If you happen to’re guests are going to a third-party website and returning, you will get damaged periods. When you have cross-domain monitoring setup in UA however not in GA4, you’ll see one thing like this for the segement of tourists that go to the opposite website.

It’s commonplace for us to discover a web site that’s including pageviews utilizing an on-page tag and a tag supervisor tag. This can double-count pageviews.

When you double the users reported in one dataset, the slope will approach 0.5 or 2.0.

Whenever you double the customers reported in a single dataset, the slope will method 0.5 or 2.0.

The analytics tag is lacking on some pages.

With this instance, I’ve added 50% to the dataset on the Y axis. This simulates the state of affairs wherein 33% of the pages on the X-axis dataset don’t have tags.

Be aware that the R2 worth doesn’t change. Nevertheless, the slope of the road is nicely beneath 1. In reality, it’s about 2/3 of an ideal slope.

 

When adding 50% to one dataset, you find the slope changing even though the R-squared value is the same.

When including 50% to at least one dataset, you discover the slope altering though the R-squared worth is identical.

Income, Transacations and Segments

This method can be utilized to verify most of your metrics and segments.

Not solely are you able to consider the info you’re amassing, you may consider your skill to drag knowledge in GA4 that represents the pondering of the UA builders. UA knowledge is pre-processed in a different way in UA than it’s in GA4.

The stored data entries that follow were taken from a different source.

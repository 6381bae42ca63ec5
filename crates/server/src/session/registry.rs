//! The set of currently-running sessions.
//!
//! The registry's read/write lock guards only the lookup maps; it is
//! never held across a move. Each session sits behind its own
//! `tokio::sync::Mutex`, cloned out as an `Arc` so callers lock the
//! game they need and nothing else.

use super::Session;
use crate::error::GameError;
use protocol::{GameId, MatchId, PlayerId};
use std::collections::HashMap;
use std::sync::{Arc, RwLock};
use tokio::sync::Mutex;

type SharedSession = Arc<Mutex<Session>>;

struct Entry {
    session: SharedSession,
    match_id: MatchId,
    players: [PlayerId; 2],
}

#[derive(Default)]
struct RegistryInner {
    sessions: HashMap<GameId, Entry>,
    match_to_game: HashMap<MatchId, GameId>,
    player_to_game: HashMap<PlayerId, GameId>,
    next_game_id: GameId,
}

#[derive(Default)]
pub struct SessionRegistry {
    inner: RwLock<RegistryInner>,
}

impl SessionRegistry {
    pub fn new() -> Self {
        Self::default()
    }

    /// Fresh id for a session about to be created.
    pub fn allocate_id(&self) -> GameId {
        let mut inner = self.inner.write().expect("registry lock poisoned");
        inner.next_game_id += 1;
        inner.next_game_id
    }

    /// Register a freshly created session under its game id and the
    /// originating match id.
    pub fn insert(&self, session: Session) -> SharedSession {
        let game_id = session.game_id;
        let match_id = session.match_id;
        let players = session.player_ids();
        let shared = Arc::new(Mutex::new(session));
        let mut inner = self.inner.write().expect("registry lock poisoned");
        inner.match_to_game.insert(match_id, game_id);
        for player in &players {
            inner.player_to_game.insert(player.clone(), game_id);
        }
        inner.sessions.insert(
            game_id,
            Entry {
                session: Arc::clone(&shared),
                match_id,
                players,
            },
        );
        shared
    }

    pub fn get(&self, game_id: GameId) -> Result<SharedSession, GameError> {
        self.inner
            .read()
            .expect("registry lock poisoned")
            .sessions
            .get(&game_id)
            .map(|e| Arc::clone(&e.session))
            .ok_or(GameError::GameNotFound)
    }

    pub fn game_for_match(&self, match_id: MatchId) -> Option<GameId> {
        self.inner
            .read()
            .expect("registry lock poisoned")
            .match_to_game
            .get(&match_id)
            .copied()
    }

    pub fn game_for_player(&self, player_id: &PlayerId) -> Option<GameId> {
        self.inner
            .read()
            .expect("registry lock poisoned")
            .player_to_game
            .get(player_id)
            .copied()
    }

    /// Drop a session and all of its lookup aliases.
    pub fn remove(&self, game_id: GameId) {
        let mut inner = self.inner.write().expect("registry lock poisoned");
        if let Some(entry) = inner.sessions.remove(&game_id) {
            inner.match_to_game.remove(&entry.match_id);
            for player in &entry.players {
                // A player may already sit in a newer game.
                if inner.player_to_game.get(player) == Some(&game_id) {
                    inner.player_to_game.remove(player);
                }
            }
        }
    }

    /// Snapshot of all live sessions, for the expiry sweep. The
    /// registry lock is released before any session gets locked.
    pub fn all(&self) -> Vec<(GameId, SharedSession)> {
        self.inner
            .read()
            .expect("registry lock poisoned")
            .sessions
            .iter()
            .map(|(id, e)| (*id, Arc::clone(&e.session)))
            .collect()
    }

    pub fn len(&self) -> usize {
        self.inner
            .read()
            .expect("registry lock poisoned")
            .sessions
            .len()
    }

    pub fn is_empty(&self) -> bool {
        self.len() == 0
    }
}
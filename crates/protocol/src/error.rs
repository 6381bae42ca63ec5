//! Protocol error types.

use thiserror::Error;

/// Errors that can occur while decoding a navigation command.
#[derive(Debug, Error, PartialEq, Eq)]
pub enum ProtocolError {
    #[error("empty command")]
    EmptyCommand,

    #[error("unknown command: {0:?}")]
    UnknownCommand(String),

    #[error("character search is missing its target character")]
    MissingSearchTarget,

    #[error("repeat count {0} is out of range")]
    CountOutOfRange(u32),
}
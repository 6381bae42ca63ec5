//! Keyduel session server.

use tracing::info;
use tracing_subscriber::EnvFilter;

#[tokio::main]
async fn main() -> anyhow::Result<()> {
    // Initialize logging
    tracing_subscriber::fmt()
        .with_env_filter(
            EnvFilter::try_from_default_env().unwrap_or_else(|_| EnvFilter::new("info")),
        )
        .init();

    info!("Keyduel Session Server v{}", env!("CARGO_PKG_VERSION"));

    // Load configuration
    let config = server::Config::load()?;
    info!("Loaded configuration");
    info!("  Port: {}", config.server.port);
    info!("  Queue capacity: {}", config.queue.capacity);
    info!("  Win score: {}", config.game.win_score);

    // Start the session server
    server::run(config).await?;

    Ok(())
}
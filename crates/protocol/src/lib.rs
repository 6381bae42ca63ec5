//! Shared protocol crate for keyduel.
//!
//! This crate contains:
//! - The navigation command grammar and its decoder
//! - Client/server message definitions (JSON over WebSocket)
//! - Shared types (Position, ids, error codes)

mod command;
mod error;
pub mod messages;

pub use command::{Command, ParsedCommand, SearchKind, parse_command};
pub use error::ProtocolError;

use serde::{Deserialize, Serialize};

/// Account-scoped player identifier (issued by the account system,
/// which is an external collaborator).
pub type PlayerId = String;

/// Server-local match proposal identifier.
pub type MatchId = u64;

/// Server-local game session identifier.
pub type GameId = u64;

/// Zero-based grid coordinates.
///
/// Ordered row-major so positions can be compared along the reading
/// direction of the text.
#[derive(
    Debug, Clone, Copy, PartialEq, Eq, PartialOrd, Ord, Hash, Default, Serialize, Deserialize,
)]
pub struct Position {
    pub row: usize,
    pub col: usize,
}

impl Position {
    pub const fn new(row: usize, col: usize) -> Self {
        Self { row, col }
    }
}
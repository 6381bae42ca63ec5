//! Client/server message definitions.
//!
//! Messages travel as JSON text frames. The `type` tag uses
//! snake_case kinds; payload fields use camelCase for the browser
//! client.

use crate::{GameId, MatchId, PlayerId, Position};
use serde::{Deserialize, Serialize};

/// Messages sent by a client.
#[derive(Debug, Clone, PartialEq, Serialize, Deserialize)]
#[serde(tag = "type", rename_all = "snake_case")]
pub enum ClientMessage {
    /// First message on every connection. Authentication itself is
    /// handled by the account system; the session engine only needs
    /// the identity.
    #[serde(rename_all = "camelCase")]
    Identify {
        player_id: PlayerId,
        display_name: String,
    },
    /// Enter the waiting queue with the chosen character.
    QueueJoin { character: String },
    /// Leave the waiting queue.
    QueueLeave,
    /// Accept or reject a match proposal.
    #[serde(rename_all = "camelCase")]
    MatchRespond { match_id: MatchId, accept: bool },
    /// The client has rendered the starting state and is ready for
    /// the countdown.
    #[serde(rename_all = "camelCase")]
    Ready { game_id: GameId },
    /// A navigation move. The raw keystroke string may carry its own
    /// count prefix; the explicit fields take precedence when set.
    #[serde(rename_all = "camelCase")]
    Move {
        game_id: GameId,
        command: String,
        #[serde(default, skip_serializing_if = "Option::is_none")]
        count: Option<u32>,
        #[serde(default, skip_serializing_if = "Option::is_none")]
        has_explicit_count: Option<bool>,
    },
}

/// Shared snapshot of a running game, sent after every applied move.
#[derive(Debug, Clone, PartialEq, Serialize, Deserialize)]
#[serde(rename_all = "camelCase")]
pub struct GameUpdate {
    pub game_id: GameId,
    pub player1_position: Position,
    pub player1_score: u32,
    pub player2_position: Position,
    pub player2_score: u32,
    pub collectible_position: Position,
}

/// Reply to the player whose move was applied.
#[derive(Debug, Clone, PartialEq, Serialize, Deserialize)]
#[serde(rename_all = "camelCase")]
pub struct MoveResult {
    #[serde(flatten)]
    pub update: GameUpdate,
    pub current_player: PlayerId,
    pub move_score: u32,
    pub completed: bool,
}

/// Countdown display value: 3, 2, 1, then "GO".
#[derive(Debug, Clone, PartialEq, Serialize, Deserialize)]
#[serde(untagged)]
pub enum CountdownValue {
    Tick(u8),
    Go(String),
}

impl CountdownValue {
    pub fn go() -> Self {
        Self::Go("GO".to_string())
    }
}

/// Uniform failure envelope. Every client-facing failure has this
/// shape so the browser can handle errors in one place.
#[derive(Debug, Clone, PartialEq, Serialize, Deserialize)]
#[serde(rename_all = "camelCase")]
pub struct ErrorReply {
    /// Always `false`.
    pub success: bool,
    /// Stable machine-readable code, e.g. `"countdown_active"`.
    pub error: String,
    #[serde(default, skip_serializing_if = "Option::is_none")]
    pub countdown_active: Option<bool>,
}

impl ErrorReply {
    pub fn new(code: impl Into<String>) -> Self {
        Self {
            success: false,
            error: code.into(),
            countdown_active: None,
        }
    }

    pub fn countdown_active(code: impl Into<String>) -> Self {
        Self {
            success: false,
            error: code.into(),
            countdown_active: Some(true),
        }
    }
}

/// Messages sent by the server.
#[derive(Debug, Clone, PartialEq, Serialize, Deserialize)]
#[serde(tag = "type", rename_all = "snake_case")]
pub enum ServerMessage {
    /// Handshake acknowledgement.
    #[serde(rename_all = "camelCase")]
    Identified { player_id: PlayerId },

    // Queue lifecycle.
    QueueJoined,
    QueueLeft,
    QueueTimeout,

    // Matching lifecycle.
    #[serde(rename_all = "camelCase")]
    MatchFound {
        match_id: MatchId,
        own_character: String,
        opponent_character: String,
        opponent_name: String,
        accept_deadline_ms: u64,
    },
    MatchAccepted,
    OpponentAccepted,
    MatchRejected,
    OpponentRejected,
    /// Carries everything the client must render before reporting
    /// ready: the text, both identities and the initial grid state.
    #[serde(rename_all = "camelCase")]
    MatchStarted {
        match_id: MatchId,
        game_id: GameId,
        lines: Vec<String>,
        player1_id: PlayerId,
        player1_name: String,
        player2_id: PlayerId,
        player2_name: String,
        hazards: Vec<Position>,
        #[serde(flatten)]
        update: GameUpdate,
    },

    // In-game.
    Countdown { value: CountdownValue, active: bool },
    GameUpdate(GameUpdate),
    MoveResult(MoveResult),
    #[serde(rename_all = "camelCase")]
    GameComplete {
        winner_id: PlayerId,
        player1_score: u32,
        player2_score: u32,
        duration_seconds: u64,
    },
    PlayerDisconnected { reason: String },
    GameExpired { reason: String },

    Error(ErrorReply),
}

It is a smart way to make certain you’re pulling comparable knowledge segments.

You must also use this method to check in case your analytics is recording the identical transactions and income as your ecommerce backend. This is among the first issues we do with or new Conversion Catalyst shoppers.

The graphs look the identical. Don’t be fooled.

Watch out whenever you transfer from Google Analytics to GA4.

In all of those examples, the scatterplots look just about the identical visually. Nevertheless, our highschool math trainer has outfitted us with the equation we have to diagnose our knowledge.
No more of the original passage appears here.